━━━ MATERIAL PROVIDED ━━━
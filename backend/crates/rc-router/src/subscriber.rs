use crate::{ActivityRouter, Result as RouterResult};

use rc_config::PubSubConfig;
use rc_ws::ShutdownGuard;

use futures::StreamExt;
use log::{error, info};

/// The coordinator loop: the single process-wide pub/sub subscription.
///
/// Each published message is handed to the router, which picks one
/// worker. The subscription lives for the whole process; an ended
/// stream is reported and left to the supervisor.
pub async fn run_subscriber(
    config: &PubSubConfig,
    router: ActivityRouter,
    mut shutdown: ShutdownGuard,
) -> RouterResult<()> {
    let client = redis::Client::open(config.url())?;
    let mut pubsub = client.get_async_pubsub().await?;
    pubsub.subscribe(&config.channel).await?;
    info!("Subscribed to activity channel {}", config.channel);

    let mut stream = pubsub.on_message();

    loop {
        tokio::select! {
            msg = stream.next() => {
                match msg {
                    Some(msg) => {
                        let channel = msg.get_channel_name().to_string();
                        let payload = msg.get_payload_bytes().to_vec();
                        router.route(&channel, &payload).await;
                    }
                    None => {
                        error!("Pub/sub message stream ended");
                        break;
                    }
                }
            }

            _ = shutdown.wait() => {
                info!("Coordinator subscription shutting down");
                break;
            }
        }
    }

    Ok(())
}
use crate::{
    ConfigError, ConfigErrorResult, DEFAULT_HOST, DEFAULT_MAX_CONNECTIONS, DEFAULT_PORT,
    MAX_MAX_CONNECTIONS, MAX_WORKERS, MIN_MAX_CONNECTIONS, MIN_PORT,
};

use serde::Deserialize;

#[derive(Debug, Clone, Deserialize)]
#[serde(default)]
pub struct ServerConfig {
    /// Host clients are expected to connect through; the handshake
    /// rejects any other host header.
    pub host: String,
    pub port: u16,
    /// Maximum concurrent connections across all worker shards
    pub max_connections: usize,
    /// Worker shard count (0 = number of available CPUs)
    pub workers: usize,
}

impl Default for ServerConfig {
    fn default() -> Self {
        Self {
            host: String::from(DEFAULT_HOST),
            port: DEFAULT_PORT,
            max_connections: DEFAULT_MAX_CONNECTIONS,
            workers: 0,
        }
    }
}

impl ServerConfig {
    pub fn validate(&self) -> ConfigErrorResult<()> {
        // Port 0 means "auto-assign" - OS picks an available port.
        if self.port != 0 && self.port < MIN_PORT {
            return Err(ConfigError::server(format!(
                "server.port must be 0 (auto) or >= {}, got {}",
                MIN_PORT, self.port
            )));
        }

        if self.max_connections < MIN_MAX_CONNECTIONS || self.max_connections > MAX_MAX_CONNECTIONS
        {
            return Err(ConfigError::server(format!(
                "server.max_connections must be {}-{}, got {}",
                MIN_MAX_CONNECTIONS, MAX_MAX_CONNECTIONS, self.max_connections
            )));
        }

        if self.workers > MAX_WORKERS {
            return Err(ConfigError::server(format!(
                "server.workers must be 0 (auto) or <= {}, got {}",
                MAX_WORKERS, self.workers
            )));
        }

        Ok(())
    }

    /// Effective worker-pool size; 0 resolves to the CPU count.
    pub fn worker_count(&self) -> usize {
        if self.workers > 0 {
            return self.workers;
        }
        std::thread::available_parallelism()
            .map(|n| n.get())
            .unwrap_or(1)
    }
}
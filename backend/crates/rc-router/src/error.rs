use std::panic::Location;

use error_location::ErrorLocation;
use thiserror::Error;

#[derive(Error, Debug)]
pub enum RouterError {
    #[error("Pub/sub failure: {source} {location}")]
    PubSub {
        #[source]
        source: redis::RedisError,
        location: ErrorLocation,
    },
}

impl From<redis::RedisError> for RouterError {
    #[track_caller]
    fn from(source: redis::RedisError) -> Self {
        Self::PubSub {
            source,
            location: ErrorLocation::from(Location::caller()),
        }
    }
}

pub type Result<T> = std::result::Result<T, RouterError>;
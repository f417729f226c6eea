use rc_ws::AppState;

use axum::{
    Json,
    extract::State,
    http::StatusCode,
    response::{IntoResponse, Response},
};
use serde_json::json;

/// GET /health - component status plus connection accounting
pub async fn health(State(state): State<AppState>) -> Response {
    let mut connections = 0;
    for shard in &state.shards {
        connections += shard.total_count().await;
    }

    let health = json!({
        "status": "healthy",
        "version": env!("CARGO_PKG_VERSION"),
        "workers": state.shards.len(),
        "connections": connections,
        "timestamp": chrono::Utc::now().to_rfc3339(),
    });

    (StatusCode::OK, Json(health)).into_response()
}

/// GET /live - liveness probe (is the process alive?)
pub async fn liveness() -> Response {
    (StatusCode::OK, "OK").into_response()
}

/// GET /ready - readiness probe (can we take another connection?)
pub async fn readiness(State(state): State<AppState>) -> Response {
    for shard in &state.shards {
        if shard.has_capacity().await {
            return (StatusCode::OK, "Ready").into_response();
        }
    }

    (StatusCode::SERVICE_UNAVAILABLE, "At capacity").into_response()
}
━━━
- [DIRECTIONS FOR THIS TASK] Look through the entries and copy every line in which the string "ShutdownGuard" appears.

- [RESULT FOR THIS TASK]
use rc_ws::ShutdownGuard;
    mut shutdown: ShutdownGuard,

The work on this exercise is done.